The military suffers from rising healthcare costs and problems much like the rest of the nation. Improvement and reform must go beyond fixing the financing of care across the insurance programs. Twenty years ago, a small group of us proposed an alternative to the plan that still prevails today. We were unsuccessful and flying in the face of strong winds supporting for-profit health insurance companies. Nonetheless, we conducted pilot programs — Gateway to Care — that showed that we could provide managed healthcare services more effectively and efficiently as physician leaders. We argued that shifting more treatment and provision of care to private insurers would significantly increase the administrative costs and would not achieve the goals that we desired. Our data unequivocally supported our argument. Nonetheless, the effort was fruitless, as political decisions had already been made.
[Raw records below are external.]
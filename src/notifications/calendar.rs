//! Minimal iCalendar (RFC 5545) writer for session invites.

use chrono::{DateTime, Duration, Utc};

#[derive(Debug, Clone)]
pub struct CalendarEvent {
    pub uid: String,
    pub start: DateTime<Utc>,
    pub duration: Duration,
    pub title: String,
    pub description: String,
    pub location: String,
    pub organizer_name: String,
    pub organizer_email: String,
}

impl CalendarEvent {
    /// Serialize as a single-event VCALENDAR with CRLF line endings
    pub fn to_ics(&self) -> String {
        let lines = [
            "BEGIN:VCALENDAR".to_string(),
            "VERSION:2.0".to_string(),
            "PRODID:-//therapy-crm//sessions//EN".to_string(),
            "CALSCALE:GREGORIAN".to_string(),
            "METHOD:PUBLISH".to_string(),
            "BEGIN:VEVENT".to_string(),
            format!("UID:{}", self.uid),
            format!("DTSTAMP:{}", format_utc(Utc::now())),
            format!("DTSTART:{}", format_utc(self.start)),
            format!("DURATION:{}", format_duration(self.duration)),
            format!("SUMMARY:{}", escape_text(&self.title)),
            format!("DESCRIPTION:{}", escape_text(&self.description)),
            format!("LOCATION:{}", escape_text(&self.location)),
            format!(
                "ORGANIZER;CN={}:mailto:{}",
                escape_param(&self.organizer_name),
                self.organizer_email
            ),
            "STATUS:CONFIRMED".to_string(),
            "TRANSP:OPAQUE".to_string(),
            "END:VEVENT".to_string(),
            "END:VCALENDAR".to_string(),
        ];

        lines.iter().map(|line| fold_line(line)).collect()
    }
}

fn format_utc(at: DateTime<Utc>) -> String {
    at.format("%Y%m%dT%H%M%SZ").to_string()
}

fn format_duration(duration: Duration) -> String {
    let total_minutes = duration.num_minutes().max(0);
    let hours = total_minutes / 60;
    let minutes = total_minutes % 60;
    match (hours, minutes) {
        (h, 0) => format!("PT{h}H"),
        (0, m) => format!("PT{m}M"),
        (h, m) => format!("PT{h}H{m}M"),
    }
}

fn escape_text(value: &str) -> String {
    value
        .replace('\\', "\\\\")
        .replace(';', "\\;")
        .replace(',', "\\,")
        .replace("\r\n", "\\n")
        .replace('\n', "\\n")
}

fn escape_param(value: &str) -> String {
    if value.contains([':', ';', ',']) {
        format!("\"{}\"", value.replace('"', ""))
    } else {
        value.to_string()
    }
}

/// Content lines longer than 75 octets continue on the next line after CRLF + space
fn fold_line(line: &str) -> String {
    const LIMIT: usize = 75;
    let mut out = String::with_capacity(line.len() + 8);
    let mut width = 0;

    for ch in line.chars() {
        let len = ch.len_utf8();
        if width + len > LIMIT {
            out.push_str("\r\n ");
            width = 1;
        }
        out.push(ch);
        width += len;
    }
    out.push_str("\r\n");
    out
}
At one point, a respected congressman visited the hospital I was commanding to challenge our proposition. After a full day’s visit, he agreed that we had a better program, but had decided to support the insurers no matter what the facts showed.
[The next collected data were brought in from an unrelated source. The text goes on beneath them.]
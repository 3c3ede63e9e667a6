use chrono::{DateTime, Utc};
use serde::{Deserialize, Serialize};
use sqlx::FromRow;
use uuid::Uuid;

/// Single-use form access credential. `used` only ever moves from false to true.
#[derive(Debug, Clone, Serialize, Deserialize, FromRow)]
pub struct Token {
    pub id: Uuid,
    pub patient_id: Uuid,
    pub token: String,
    pub used: bool,
    pub created_at: DateTime<Utc>,
}
use axum::{
    http::StatusCode,
    response::{IntoResponse, Json, Response},
};
use serde::Serialize;
use serde_json::json;
use uuid::Uuid;

/// Serializable handler output with an optional non-200 status. The body is sent as is,
/// the dashboard reads arrays and `{message}` objects directly.
#[derive(Debug)]
pub struct ApiResponse<T: Serialize> {
    pub data: T,
    pub status_code: Option<StatusCode>,
}

impl<T: Serialize> ApiResponse<T> {
    /// Create a successful API response with default 200 status
    pub fn success(data: T) -> Self {
        Self {
            data,
            status_code: None,
        }
    }

    /// Create an API response with custom status code
    pub fn with_status(data: T, status_code: StatusCode) -> Self {
        Self {
            data,
            status_code: Some(status_code),
        }
    }
}

impl<T: Serialize> IntoResponse for ApiResponse<T> {
    fn into_response(self) -> Response {
        let status = self.status_code.unwrap_or(StatusCode::OK);

        match serde_json::to_value(&self.data) {
            Ok(value) => (status, Json(value)).into_response(),
            Err(e) => {
                tracing::error!("Failed to serialize response data: {}", e);
                (
                    StatusCode::INTERNAL_SERVER_ERROR,
                    Json(json!({
                        "error": true,
                        "message": "Failed to serialize response data",
                        "code": "INTERNAL_SERVER_ERROR"
                    })),
                )
                    .into_response()
            }
        }
    }
}

/// `{message}` acknowledgement, with the new row's id or a best-effort warning when relevant
#[derive(Debug, Clone, Serialize)]
pub struct MessageResponse {
    pub message: String,
    #[serde(skip_serializing_if = "Option::is_none")]
    pub id: Option<Uuid>,
    #[serde(skip_serializing_if = "Option::is_none")]
    pub warning: Option<String>,
}

impl MessageResponse {
    pub fn new(message: impl Into<String>) -> Self {
        Self {
            message: message.into(),
            id: None,
            warning: None,
        }
    }

    pub fn with_id(mut self, id: Uuid) -> Self {
        self.id = Some(id);
        self
    }

    pub fn with_warning(mut self, warning: Option<String>) -> Self {
        self.warning = warning;
        self
    }
}

pub type ApiResult<T> = Result<ApiResponse<T>, crate::error::ApiError>;

#[cfg(test)]
mod tests {
    use super::*;

    #[test]
    fn message_omits_empty_fields() {
        let body = serde_json::to_value(MessageResponse::new("Patient deleted")).unwrap();
        assert_eq!(body, json!({ "message": "Patient deleted" }));
    }

    #[test]
    fn message_carries_warning() {
        let body = serde_json::to_value(
            MessageResponse::new("Form submitted successfully").with_warning(Some("mail down".to_string())),
        )
        .unwrap();
        assert_eq!(body["warning"], "mail down");
        assert!(body.get("id").is_none());
    }
}
use chrono::{DateTime, Utc};
use serde::{Deserialize, Serialize};
use sqlx::{types::Json, FromRow};
use uuid::Uuid;

/// Patient answers as stored in the `response_data` column
#[derive(Debug, Clone, Default, PartialEq, Eq, Serialize, Deserialize)]
pub struct ResponseData {
    pub message: Option<String>,
    pub mood: Option<i32>,
    pub stress: Option<i32>,
}

#[derive(Debug, Clone, Serialize, Deserialize, FromRow)]
pub struct FormSubmission {
    pub id: Uuid,
    pub patient_id: Uuid,
    pub token_id: Uuid,
    pub response_data: Json<ResponseData>,
    pub offline_session_requested: bool,
    pub submitted_at: DateTime<Utc>,
}

#[derive(Debug, Clone)]
pub struct NewSubmission {
    pub response_data: ResponseData,
    pub offline_session_requested: bool,
    pub submitted_at: DateTime<Utc>,
}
Many factors enabled us to accomplish our goals. In a nutshell, we were able to do our jobs better because our organization centralized command and control, enabled creativity and flexibility, and demanded accountability. As a hospital commander, I was clearly responsible for delivering all necessary healthcare to the entire military’s eligible population in my region. I knew who they were, could figure what they needed, and was committed to giving it to them. I was accountable to the military leadership and the concerned voices of the people whom I served. My staff had the ability to build teams and coordinate programs according to the needs of the patients, and not worry about others making a profit from their services. I could inspire and motivate them with “service to the nation,” and not just making their lifestyle more comfortable. If we needed to contract for services to supplement military providers, then we could write those contracts as we needed them.
In contrast, military healthcare currently suffers from split responsibilities between military providers, the services, and insurance carriers; obstacles in sharing data between the provider groups; and complicated financial arrangements. It is cumbersome, complicated and directly contributes to the exorbitant increases in cost.
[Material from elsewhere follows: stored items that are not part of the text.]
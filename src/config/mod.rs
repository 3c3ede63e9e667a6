use once_cell::sync::Lazy;
use serde::{Deserialize, Serialize};
use std::env;

#[derive(Debug, Clone, Serialize, Deserialize)]
pub struct AppConfig {
    pub environment: Environment,
    pub api: ApiConfig,
    pub database: DatabaseConfig,
    pub security: SecurityConfig,
    pub email: EmailConfig,
    pub reminders: ReminderConfig,
}

#[derive(Debug, Clone, Copy, PartialEq, Eq, Serialize, Deserialize)]
pub enum Environment {
    Development,
    Staging,
    Production,
}

#[derive(Debug, Clone, Serialize, Deserialize)]
pub struct ApiConfig {
    pub port: u16,
    /// Origin used when building links that go out in emails (form links, dashboard links)
    pub public_base_url: String,
    pub enable_request_logging: bool,
}

#[derive(Debug, Clone, Serialize, Deserialize)]
pub struct DatabaseConfig {
    /// Postgres connection string. `None` selects the in-memory store.
    pub url: Option<String>,
    pub max_connections: u32,
    pub connection_timeout: u64,
    pub run_migrations: bool,
}

#[derive(Debug, Clone, Serialize, Deserialize)]
pub struct SecurityConfig {
    pub enable_cors: bool,
    pub cors_origins: Vec<String>,
    pub jwt_secret: String,
    pub jwt_expiry_hours: u64,
}

#[derive(Debug, Clone, Serialize, Deserialize)]
pub struct EmailConfig {
    pub transport: EmailTransportConfig,
    pub from_email: String,
    pub from_name: String,
    /// Inbox that receives new-submission notices
    pub therapist_email: String,
}

#[derive(Debug, Clone, Serialize, Deserialize)]
pub enum EmailTransportConfig {
    Smtp {
        host: String,
        port: u16,
        username: String,
        password: String,
        use_tls: bool,
    },
    File {
        path: String,
    },
    /// No relay configured; every send fails with a not-configured error
    Disabled,
}

#[derive(Debug, Clone, Serialize, Deserialize)]
pub struct ReminderConfig {
    pub inactivity_days: i64,
}

/// Longest inactivity window accepted from the environment (ten years)
pub const MAX_INACTIVITY_DAYS: i64 = 3650;

/// Positive day count no larger than [`MAX_INACTIVITY_DAYS`]
pub fn parse_inactivity_days(raw: &str) -> Option<i64> {
    raw.trim()
        .parse::<i64>()
        .ok()
        .filter(|days| (1..=MAX_INACTIVITY_DAYS).contains(days))
}

impl AppConfig {
    pub fn from_env() -> Self {
        let environment = match env::var("APP_ENV").as_deref() {
            Ok("production") | Ok("prod") => Environment::Production,
            Ok("staging") | Ok("stage") => Environment::Staging,
            _ => Environment::Development,
        };

        // Set defaults based on environment, then override with specific env vars
        match environment {
            Environment::Production => Self::production(),
            Environment::Staging => Self::staging(),
            Environment::Development => Self::development(),
        }
        .with_env_overrides()
    }

    fn with_env_overrides(mut self) -> Self {
        // API overrides
        if let Some(v) = env::var("CRM_API_PORT").ok().or_else(|| env::var("PORT").ok()) {
            self.api.port = v.parse().unwrap_or(self.api.port);
        }
        if let Ok(v) = env::var("PUBLIC_BASE_URL") {
            self.api.public_base_url = v.trim_end_matches('/').to_string();
        }
        if let Ok(v) = env::var("API_ENABLE_REQUEST_LOGGING") {
            self.api.enable_request_logging = v.parse().unwrap_or(self.api.enable_request_logging);
        }

        // Database overrides
        if let Ok(v) = env::var("DATABASE_URL") {
            if !v.trim().is_empty() {
                self.database.url = Some(v);
            }
        }
        if let Ok(v) = env::var("DATABASE_MAX_CONNECTIONS") {
            self.database.max_connections = v.parse().unwrap_or(self.database.max_connections);
        }
        if let Ok(v) = env::var("DATABASE_CONNECTION_TIMEOUT") {
            self.database.connection_timeout = v.parse().unwrap_or(self.database.connection_timeout);
        }
        if let Ok(v) = env::var("DATABASE_RUN_MIGRATIONS") {
            self.database.run_migrations = v.parse().unwrap_or(self.database.run_migrations);
        }

        // Security overrides
        if let Ok(v) = env::var("SECURITY_ENABLE_CORS") {
            self.security.enable_cors = v.parse().unwrap_or(self.security.enable_cors);
        }
        if let Ok(v) = env::var("SECURITY_CORS_ORIGINS") {
            self.security.cors_origins = v.split(',').map(|s| s.trim().to_string()).collect();
        }
        if let Ok(v) = env::var("JWT_SECRET") {
            self.security.jwt_secret = v;
        }
        if let Ok(v) = env::var("SECURITY_JWT_EXPIRY_HOURS") {
            self.security.jwt_expiry_hours = v.parse().unwrap_or(self.security.jwt_expiry_hours);
        }

        // Email overrides
        if let Ok(host) = env::var("SMTP_HOST") {
            let port = env::var("SMTP_PORT").ok().and_then(|v| v.parse().ok()).unwrap_or(587);
            let use_tls = env::var("SMTP_USE_TLS").ok().and_then(|v| v.parse().ok()).unwrap_or(true);
            self.email.transport = EmailTransportConfig::Smtp {
                host,
                port,
                username: env::var("SMTP_USERNAME").unwrap_or_default(),
                password: env::var("SMTP_PASSWORD").unwrap_or_default(),
                use_tls,
            };
        } else if let Ok(path) = env::var("EMAIL_FILE_PATH") {
            self.email.transport = EmailTransportConfig::File { path };
        }
        if let Ok(v) = env::var("EMAIL_FROM") {
            self.email.from_email = v;
        }
        if let Ok(v) = env::var("EMAIL_FROM_NAME") {
            self.email.from_name = v;
        }
        if let Ok(v) = env::var("THERAPIST_EMAIL") {
            self.email.therapist_email = v;
        }

        // Reminder overrides
        if let Ok(v) = env::var("REMINDER_INACTIVITY_DAYS") {
            match parse_inactivity_days(&v) {
                Some(days) => self.reminders.inactivity_days = days,
                None => tracing::warn!(
                    "Ignoring REMINDER_INACTIVITY_DAYS={:?}, expected 1..={}",
                    v,
                    MAX_INACTIVITY_DAYS
                ),
            }
        }

        self
    }

    pub fn development() -> Self {
        Self {
            environment: Environment::Development,
            api: ApiConfig {
                port: 3000,
                public_base_url: "http://localhost:3000".to_string(),
                enable_request_logging: true,
            },
            database: DatabaseConfig {
                url: None,
                max_connections: 10,
                connection_timeout: 30,
                run_migrations: true,
            },
            security: SecurityConfig {
                enable_cors: true,
                cors_origins: vec!["http://localhost:3000".to_string(), "http://localhost:5173".to_string()],
                jwt_secret: "development-secret-change-me".to_string(),
                jwt_expiry_hours: 24 * 7, // 1 week
            },
            email: EmailConfig {
                transport: EmailTransportConfig::File {
                    path: "./emails".to_string(),
                },
                from_email: "crm.therapy@localhost".to_string(),
                from_name: "CRM Therapy".to_string(),
                therapist_email: "therapist@localhost".to_string(),
            },
            reminders: ReminderConfig { inactivity_days: 7 },
        }
    }

    fn staging() -> Self {
        Self {
            environment: Environment::Staging,
            api: ApiConfig {
                port: 8080,
                public_base_url: "https://staging.crm-therapy.example.com".to_string(),
                enable_request_logging: true,
            },
            database: DatabaseConfig {
                url: None,
                max_connections: 20,
                connection_timeout: 10,
                run_migrations: true,
            },
            security: SecurityConfig {
                enable_cors: true,
                cors_origins: vec!["https://staging.crm-therapy.example.com".to_string()],
                jwt_secret: String::new(),
                jwt_expiry_hours: 24,
            },
            email: EmailConfig {
                transport: EmailTransportConfig::Disabled,
                from_email: "crm.therapy@example.com".to_string(),
                from_name: "CRM Therapy".to_string(),
                therapist_email: "therapist@example.com".to_string(),
            },
            reminders: ReminderConfig { inactivity_days: 7 },
        }
    }

    fn production() -> Self {
        Self {
            environment: Environment::Production,
            api: ApiConfig {
                port: 8080,
                public_base_url: "https://crm-therapy.example.com".to_string(),
                enable_request_logging: false,
            },
            database: DatabaseConfig {
                url: None,
                max_connections: 50,
                connection_timeout: 5,
                run_migrations: false,
            },
            security: SecurityConfig {
                enable_cors: true,
                cors_origins: vec!["https://crm-therapy.example.com".to_string()],
                jwt_secret: String::new(),
                jwt_expiry_hours: 8,
            },
            email: EmailConfig {
                transport: EmailTransportConfig::Disabled,
                from_email: "crm.therapy@example.com".to_string(),
                from_name: "CRM Therapy".to_string(),
                therapist_email: "therapist@example.com".to_string(),
            },
            reminders: ReminderConfig { inactivity_days: 7 },
        }
    }

    /// Public link a patient follows to reach the check-in form
    pub fn form_url(&self, token: &str) -> String {
        format!("{}/form/{}", self.api.public_base_url, token)
    }

    /// Dashboard page for a single patient, linked from therapist notices
    pub fn patient_url(&self, patient_id: uuid::Uuid) -> String {
        format!("{}/patient/{}", self.api.public_base_url, patient_id)
    }
}

// Global singleton config - initialized once at startup
pub static CONFIG: Lazy<AppConfig> = Lazy::new(AppConfig::from_env);

// Convenience function for accessing config
pub fn config() -> &'static AppConfig {
    &CONFIG
}

#[macro_export]
macro_rules! is_production {
    () => {
        matches!($crate::config::CONFIG.environment, $crate::config::Environment::Production)
    };
}

#[cfg(test)]
mod tests {
    use super::*;

    #[test]
    fn test_default_development_config() {
        let config = AppConfig::development();
        assert!(config.database.url.is_none());
        assert_eq!(config.reminders.inactivity_days, 7);
        assert!(!config.security.jwt_secret.is_empty());
        assert!(matches!(config.email.transport, EmailTransportConfig::File { .. }));
    }

    #[test]
    fn test_default_production_config() {
        let config = AppConfig::production();
        assert!(config.security.jwt_secret.is_empty());
        assert!(!config.database.run_migrations);
        assert!(matches!(config.email.transport, EmailTransportConfig::Disabled));
    }

    #[test]
    fn inactivity_days_must_be_positive_and_bounded() {
        assert_eq!(parse_inactivity_days("7"), Some(7));
        assert_eq!(parse_inactivity_days(" 30 "), Some(30));
        assert_eq!(parse_inactivity_days("3650"), Some(MAX_INACTIVITY_DAYS));
        for bad in ["0", "-3", "3651", "9000000000000", "seven", ""] {
            assert_eq!(parse_inactivity_days(bad), None, "{bad} should be ignored");
        }
    }

    #[test]
    fn builds_links_from_public_base_url() {
        let mut config = AppConfig::development();
        config.api.public_base_url = "https://crm.example.com".to_string();
        assert_eq!(config.form_url("abc"), "https://crm.example.com/form/abc");

        let id = uuid::Uuid::nil();
        assert_eq!(
            config.patient_url(id),
            "https://crm.example.com/patient/00000000-0000-0000-0000-000000000000"
        );
    }
}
I can hear the objections to my assertions — that pulling out anecdotal data from 20 years ago is wild and far-fetched. And certainly no one wants to bear my hubris that “we told you so.” But, if the buzz about providing value in healthcare and having accountable organizations has any credibility, then we showed that it could be done in military communities with integrated services back then. I have heard senior government leaders defend themselves as “fast followers,” not willing to step out front. That attitude can’t cut it today in a universe of huge deficits, uncontrolled healthcare costs, and too many disenfranchised citizens. It is time for “mission first” — better health and health services for our military, retirees and their families.
Xenakis is a child and adolescent psychiatrist, and founder of a nonprofit conducting research on brain-related diseases.